Se hace un silencio incómodo, hasta que Iván se decide a explicarse mejor.

—Si examinamos la historia de la pintura —me comienza a decir, en tono discursivo—, resulta que todo arranca con el arte rupestre, que se gestó en cuevas como esta en la que estamos. El hombre primitivo retrataba a sus presas para propiciar la caza. Era un rito mágico-religioso, un proyectar de los anhelos para materializarlos, para darles forma. Era visualizar la presa, el futuro, la realidad que acechar. Era poder y lucha, era pintura; eran cuatro lunas hasta la noche del cazador. Y así comenzaron a pintar los hombres, porque cuando se trata de auténtico arte pictórico, los hombres pintan igual que persiguen sus sueños.

—Muy bonito. Pero aquí no hay ningún troglodita.

—Los etruscos fueron un pueblo que pintó durante siglos, y toda, absolutamente toda su pintura estaba dedicada a la vida en el más allá y los ritos religiosos. Ellos fueron los herederos de la antigua Grecia y los precursores de Roma. Tras Roma llegaría el medioevo, que fue un periodo de la historia de la humanidad en el que toda o casi toda la pintura notoria fue de tipo religioso. Se pintaba porque así lo exigía el rito. Se pintaba por creencias, por actos de fe, por motivos que no son de este mundo. Se pintaban catedrales, santos y milagros. Se pintaba siguiendo una serie de liturgias que no han cambiado en miles de años.

»Hay algo muy antiguo y muy especial en la pintura, en los cuadros hechos a la luz de la luna y al calor de la lumbre, obras en las que un pintor decidido trata de capturar el alma de las cosas. Todos los pueblos de la antigüedad lo supieron. Es algo que siempre ha estado ahí, para el que lo sepa encontrar.

»La pintura medieval dio lugar al arte sacro, siguiendo con la Europa en la que nos encontramos. El arte sacro dominó buena parte del Renacimiento y el Barroco; y ya en 1954, Salvador Dalí pinta su Crucifixión tras hacer posar a Gala durante cuatro noches.
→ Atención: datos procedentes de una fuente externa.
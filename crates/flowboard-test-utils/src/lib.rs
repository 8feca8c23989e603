//! Test utilities for the Flowboard platform
//!
//! Builders and data generators shared by the platform's test suites.
//! Helpers here may panic on misuse; they are not production code.

pub mod builders;
pub mod data_generators;

pub use builders::TestStoreBuilder;
pub use data_generators::{node_data, random_suffix};
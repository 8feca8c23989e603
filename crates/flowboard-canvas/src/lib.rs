//! Flowboard Canvas
//!
//! This crate provides the surface the visual canvas layer talks to:
//! the node catalog (which node types exist and how they route), node
//! identifier minting, and per-canvas sessions that hydrate and persist
//! node configuration through an injected store.

#![forbid(unsafe_code)]
#![warn(missing_docs)]

/// Node catalog and flow templates
pub mod catalog;

/// Error types
pub mod error;

/// Logging setup
pub mod logging;

/// Node identifier minting
pub mod minter;

/// Canvas sessions
pub mod session;

/// Re-export key types for convenient usage
pub use catalog::{FlowTemplate, NodeCatalog, NodeDescriptor};
pub use error::CanvasError;
pub use minter::{mint_node_id, NODE_SUFFIX_LEN};
pub use session::CanvasSession;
»Allá donde ha habido arte y genio siempre se ha pintado en cuatro lunas, hijo. No es ninguna manía soviética, no es un homenaje a Dostoievski. No es patrimonio exclusivo de los matrimonios por secuestro del mundo kirguís ni es la forma de entablar amistad entre los samosely. Es una forma de hacer algo espiritual de las cosas, una reverencia que puede significar lo mismo miedo que respeto o protocolo. Una liturgia que se emplea en muchos actos solemnes de distinto tipo y credo, lo mismo que las velas y los inciensos. Es un culto ancestral genérico.

»De hecho, los clérigos musulmanes dictaron prescripciones estrictas contra las pinturas de gente y animales para detener a los hombres como Dumitru y yo, por mucho que dijeran que lo hacían para proteger a la gente de los ídolos. También hay cientos de tribus africanas que encuadran dentro de la maleficencia a todos los retratos, porque creen que hasta las fotografías tienen el poder de capturar el alma de las personas.

—Así que usted quiere que yo capture su alma —le digo, esta vez con sorna.

—Para eso he venido hasta aquí, hijo. Para que me la quites y te la lleves contigo, allá adonde vayas.